Brief: Starting at the line that holds "pub fn from_phase(phase: impl" and stopping at the line that holds "if p == Phase::new(1)", restate the records below word for word, with both of those lines included.

──────

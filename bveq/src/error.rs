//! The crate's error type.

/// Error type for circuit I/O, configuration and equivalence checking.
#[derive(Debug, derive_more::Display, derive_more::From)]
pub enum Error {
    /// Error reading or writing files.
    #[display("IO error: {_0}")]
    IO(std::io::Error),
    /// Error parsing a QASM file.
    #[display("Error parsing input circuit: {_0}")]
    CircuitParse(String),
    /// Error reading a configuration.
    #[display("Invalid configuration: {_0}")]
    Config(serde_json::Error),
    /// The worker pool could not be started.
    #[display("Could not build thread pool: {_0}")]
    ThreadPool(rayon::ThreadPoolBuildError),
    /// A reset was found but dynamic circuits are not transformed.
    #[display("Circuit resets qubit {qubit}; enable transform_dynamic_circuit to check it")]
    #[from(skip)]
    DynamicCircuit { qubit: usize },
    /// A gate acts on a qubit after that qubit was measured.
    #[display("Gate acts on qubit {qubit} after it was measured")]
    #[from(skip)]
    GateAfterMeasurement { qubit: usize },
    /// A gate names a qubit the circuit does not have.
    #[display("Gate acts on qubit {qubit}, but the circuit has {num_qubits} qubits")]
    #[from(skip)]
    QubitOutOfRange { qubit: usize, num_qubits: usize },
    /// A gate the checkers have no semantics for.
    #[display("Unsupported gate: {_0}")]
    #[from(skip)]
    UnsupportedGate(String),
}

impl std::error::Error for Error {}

──────

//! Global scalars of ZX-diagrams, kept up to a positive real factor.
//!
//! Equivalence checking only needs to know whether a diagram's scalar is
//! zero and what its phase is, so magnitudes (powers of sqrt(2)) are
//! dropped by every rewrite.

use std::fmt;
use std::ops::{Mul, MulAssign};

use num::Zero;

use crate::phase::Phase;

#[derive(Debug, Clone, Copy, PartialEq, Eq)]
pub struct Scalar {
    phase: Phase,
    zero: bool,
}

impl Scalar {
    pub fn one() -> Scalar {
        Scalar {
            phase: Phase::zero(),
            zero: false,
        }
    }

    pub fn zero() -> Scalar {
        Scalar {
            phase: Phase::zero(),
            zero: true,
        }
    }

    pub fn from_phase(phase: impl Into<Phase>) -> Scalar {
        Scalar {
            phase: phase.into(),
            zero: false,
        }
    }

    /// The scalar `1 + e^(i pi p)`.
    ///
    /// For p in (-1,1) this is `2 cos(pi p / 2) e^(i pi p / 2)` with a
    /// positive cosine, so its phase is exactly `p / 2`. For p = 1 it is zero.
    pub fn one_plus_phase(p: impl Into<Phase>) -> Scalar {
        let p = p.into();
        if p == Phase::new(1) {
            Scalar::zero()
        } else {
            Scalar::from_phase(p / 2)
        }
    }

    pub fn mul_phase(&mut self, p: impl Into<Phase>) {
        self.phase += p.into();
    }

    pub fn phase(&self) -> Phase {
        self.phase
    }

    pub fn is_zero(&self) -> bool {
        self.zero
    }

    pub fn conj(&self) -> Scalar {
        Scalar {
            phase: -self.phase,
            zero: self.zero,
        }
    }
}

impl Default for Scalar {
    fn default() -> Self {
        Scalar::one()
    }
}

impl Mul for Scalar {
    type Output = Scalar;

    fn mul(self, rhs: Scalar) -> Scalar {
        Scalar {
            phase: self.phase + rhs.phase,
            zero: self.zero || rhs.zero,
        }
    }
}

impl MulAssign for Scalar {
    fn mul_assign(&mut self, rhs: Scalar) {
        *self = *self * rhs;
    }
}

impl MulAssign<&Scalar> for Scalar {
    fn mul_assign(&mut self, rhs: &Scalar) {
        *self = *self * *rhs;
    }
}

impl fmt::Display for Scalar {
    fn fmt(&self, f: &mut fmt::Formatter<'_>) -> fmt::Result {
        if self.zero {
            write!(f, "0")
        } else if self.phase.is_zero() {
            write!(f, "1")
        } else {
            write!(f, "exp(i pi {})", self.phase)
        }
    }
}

──────

Exercise answer:
    pub fn from_phase(phase: impl Into<Phase>) -> Scalar {
        Scalar {
            phase: phase.into(),
            zero: false,
        }
    }

    /// The scalar `1 + e^(i pi p)`.
    ///
    /// For p in (-1,1) this is `2 cos(pi p / 2) e^(i pi p / 2)` with a
    /// positive cosine, so its phase is exactly `p / 2`. For p = 1 it is zero.
    pub fn one_plus_phase(p: impl Into<Phase>) -> Scalar {
        let p = p.into();
        if p == Phase::new(1) {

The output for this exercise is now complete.